(Collected data)
#[tokio::test]
async fn undecryptable_record_is_left_in_place_on_replay() {
    let (transport, repo, dispatcher) = setup();
    let room = dm_room("!dm:example.org", "@alice:example.org");
    transport.add_room(room.clone());

    let encrypted = IncomingEvent {
        meta: EventMeta {
            event_id: "$enc1".to_string(),
            sender: "@alice:example.org".to_string(),
            server_ts_ms: Utc::now().timestamp_millis(),
        },
        kind: EventKind::Encrypted {
            session_id: "sess-1".to_string(),
            payload: serde_json::json!({}),
        },
    };
    dispatcher.dispatch(&room, &encrypted).await.unwrap();

    // No decrypt result registered: decryption still fails during replay.
    dispatcher
        .on_room_key(&RoomKeyEvent {
            sender: "@alice:example.org".to_string(),
            session_id: "sess-1".to_string(),
        })
        .await
        .unwrap();
    assert_eq!(repo.encrypted_event_count(), 1);
}

#[tokio::test]
async fn close_command_evicts_ticket_from_cache() {
    let repo = MemoryRepository::new();
    let cache = TicketCache::new();

    let mut ticket = Ticket::create(&repo, &cache, "SwiftHeron42", "Billing")
        .await
        .unwrap();
    let id = ticket.record.id;
    assert!(cache.get(id).await.is_some());

    ticket
        .set_status(&repo, &cache, TicketStatus::Closed)
        .await
        .unwrap();
    assert!(cache.get(id).await.is_none());

    // Lookup after eviction re-derives from the store.
    let reloaded = Ticket::get_existing(&repo, &cache, id).await.unwrap().unwrap();
    assert_eq!(reloaded.record.status, TicketStatus::Closed);
}

#[tokio::test]
async fn claim_is_idempotent() {
    let repo = MemoryRepository::new();
    let cache = TicketCache::new();
    let ticket = Ticket::create(&repo, &cache, "SwiftHeron42", "Billing")
        .await
        .unwrap();

    ticket.claim(&repo, "@staff:example.org").await.unwrap();
    ticket.claim(&repo, "@staff:example.org").await.unwrap();

    assert_eq!(
        repo.assigned_staff(ticket.record.id).await.unwrap(),
        vec!["@staff:example.org".to_string()]
    );
}

#[tokio::test]
async fn claim_command_assigns_staff_sender() {
    let (transport, repo, dispatcher) = setup();
    repo.add_staff("@staff:example.org").await.unwrap();
    repo.create_user("@alice:example.org", "SwiftHeron42")
        .await
        .unwrap();
    let ticket_id = repo.create_ticket("SwiftHeron42", "Billing").await.unwrap();
    let ticket_room = named_room(
        "!ticket:example.org",
        &format!("Ticket #{ticket_id} (Billing)"),
    );

    dispatcher
        .dispatch(&ticket_room, &text("$c1", "@staff:example.org", "!rd claim"))
        .await
        .unwrap();

    assert_eq!(
        repo.assigned_staff(ticket_id).await.unwrap(),
        vec!["@staff:example.org".to_string()]
    );
    let replies = transport.sent_to("!ticket:example.org");
    assert!(replies.iter().any(|m| m.body.contains("claimed")));
}

#[tokio::test]
async fn commands_are_staff_only() {
    let (transport, repo, dispatcher) = setup();
    repo.create_user("@alice:example.org", "SwiftHeron42")
        .await
        .unwrap();
    let ticket_id = repo.create_ticket("SwiftHeron42", "Billing").await.unwrap();
    let ticket_room = named_room(
        "!ticket:example.org",
        &format!("Ticket #{ticket_id} (Billing)"),
    );

    dispatcher
        .dispatch(&ticket_room, &text("$c1", "@rando:example.org", "!rd close"))
        .await
        .unwrap();

    assert!(repo.assigned_staff(ticket_id).await.unwrap().is_empty());
    assert_eq!(
        repo.get_ticket(ticket_id).await.unwrap().unwrap().status,
        TicketStatus::Open
    );
    let replies = transport.sent_to("!ticket:example.org");
    assert!(replies.iter().any(|m| m.body.contains("Only staff")));
}

#[tokio::test]
async fn open_command_creates_ticket_and_room() {
    let (transport, repo, dispatcher) = setup();
    repo.add_staff("@staff:example.org").await.unwrap();
    repo.create_user("@alice:example.org", "SwiftHeron42")
        .await
        .unwrap();

    let mgmt_room = named_room(MGMT, "Management");
    dispatcher
        .dispatch(
            &mgmt_room,
            &text("$c1", "@staff:example.org", "!rd open SwiftHeron42 Billing issue"),
        )
        .await
        .unwrap();

    let user = repo.get_user("@alice:example.org").await.unwrap().unwrap();
    let ticket_id = user.current_ticket_id.expect("ticket assigned");
    let ticket = repo.get_ticket(ticket_id).await.unwrap().unwrap();
    assert_eq!(ticket.ticket_name, "Billing issue");

    let created = transport.created_rooms();
    assert_eq!(created.len(), 1);
    assert_eq!(created[0].1, format!("Ticket #{ticket_id} (Billing issue)"));
    assert_eq!(ticket.ticket_room_id.as_deref(), Some(created[0].0.as_str()));
    // The acting staff member is invited into the fresh ticket room.
    assert_eq!(
        transport.invites(),
        vec![(created[0].0.clone(), "@staff:example.org".to_string())]
    );
}

#[tokio::test]
async fn mention_only_room_blocks_unmentioned_relay() {
    let mut cfg = config();
    cfg.rooms.mention_only_always_for_named = true;
    let (transport, repo, dispatcher) = setup_with(cfg);

    repo.create_user("@alice:example.org", "SwiftHeron42")
        .await
        .unwrap();
    repo.set_user_room("@alice:example.org", Some("!dm:example.org"))
        .await
        .unwrap();
    let ticket_id = repo.create_ticket("SwiftHeron42", "Billing").await.unwrap();
    let ticket_room = named_room(
        "!ticket:example.org",
        &format!("Ticket #{ticket_id} (Billing)"),
    );

    dispatcher
        .dispatch(&ticket_room, &text("$s1", "@staff:example.org", "internal note"))
        .await
        .unwrap();
    assert!(transport.sent_to("!dm:example.org").is_empty());

    dispatcher
        .dispatch(
            &ticket_room,
            &text("$s2", "@staff:example.org", &format!("{BOT} please relay this")),
        )
        .await
        .unwrap();
    assert_eq!(transport.sent_to("!dm:example.org").len(), 1);
}
// SPDX-FileCopyrightText: 2026 Relaydesk Contributors
// SPDX-License-Identifier: MIT OR Apache-2.0

//! Relaydesk, an anonymous support-ticketing relay bot.
//!
//! This is the binary entry point.

use std::path::PathBuf;

use clap::{Parser, Subcommand};
use tracing_subscriber::EnvFilter;

mod serve;
mod staff;
mod status;

/// Relaydesk, an anonymous support-ticketing relay bot.
#[derive(Parser, Debug)]
#[command(name = "relaydesk", version, about, long_about = None)]
struct Cli {
    /// Path to a config file, bypassing the XDG lookup.
    #[arg(short, long, global = true)]
    config: Option<PathBuf>,

    #[command(subcommand)]
    command: Option<Commands>,
}

/// Available subcommands.
#[derive(Subcommand, Debug)]
enum Commands {
    /// Start the relay bot.
    Serve,
    /// Show database status.
    Status,
    /// Grant the staff role to a user.
    AddStaff {
        /// Platform user id, e.g. `@alice:example.org`.
        user_id: String,
    },
}

fn init_tracing(level: &str) {
    let filter = EnvFilter::try_from_default_env().unwrap_or_else(|_| EnvFilter::new(level));
    tracing_subscriber::fmt().with_env_filter(filter).init();
}

#[tokio::main]
async fn main() {
    let cli = Cli::parse();

    let loaded = match &cli.config {
        Some(path) => relaydesk_config::load_and_validate_path(path),
        None => relaydesk_config::load_and_validate(),
    };
    let config = match loaded {
        Ok(config) => config,
        Err(errors) => {
            relaydesk_config::render_errors(&errors);
            std::process::exit(1);
        }
    };
    init_tracing(&config.bot.log_level);

    let result = match cli.command {
        Some(Commands::Serve) => serve::run_serve(&config).await,
        Some(Commands::Status) => status::run_status(&config).await,
        Some(Commands::AddStaff { user_id }) => staff::run_add_staff(&config, &user_id).await,
        None => {
            println!("relaydesk: use --help for available commands");
            Ok(())
        }
    };

    if let Err(e) = result {
        eprintln!("relaydesk: {e}");
        std::process::exit(1);
    }
}
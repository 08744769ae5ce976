// SPDX-FileCopyrightText: 2026 Relaydesk Contributors
// SPDX-License-Identifier: MIT OR Apache-2.0

//! Media message relay (images, files, audio, video).
//!
//! The transport interface carries text only, so media is relayed as a
//! description with the content reference attached.

use relaydesk_core::{EventMeta, RelaydeskError, RoomInfo};

use crate::dispatcher::Dispatcher;

pub struct MediaRelay<'a> {
    ctx: &'a Dispatcher,
    room: &'a RoomInfo,
    meta: &'a EventMeta,
    msgtype: &'a str,
    body: &'a str,
    url: Option<&'a str>,
    encrypted_file: bool,
}

impl<'a> MediaRelay<'a> {
    #[allow(clippy::too_many_arguments)]
    pub fn new(
        ctx: &'a Dispatcher,
        room: &'a RoomInfo,
        meta: &'a EventMeta,
        msgtype: &'a str,
        body: &'a str,
        url: Option<&'a str>,
        encrypted_file: bool,
    ) -> Self {
        Self { ctx, room, meta, msgtype, body, url, encrypted_file }
    }

    pub async fn process(self) -> Result<(), RelaydeskError> {
        let rendered = match (self.url, self.encrypted_file) {
            (Some(url), _) => format!("[{}] {} ({url})", self.msgtype, self.body),
            (None, true) => format!("[{}] {} (encrypted attachment)", self.msgtype, self.body),
            (None, false) => format!("[{}] {}", self.msgtype, self.body),
        };
        super::deliver(self.ctx, self.room, self.meta, &rendered).await
    }
}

(Exercise details): Scan the lines above for the word "replies", then copy each line that has it.

(Task result):
    let replies = transport.sent_to("!ticket:example.org");
    assert!(replies.iter().any(|m| m.body.contains("claimed")));
    let replies = transport.sent_to("!ticket:example.org");
    assert!(replies.iter().any(|m| m.body.contains("Only staff")));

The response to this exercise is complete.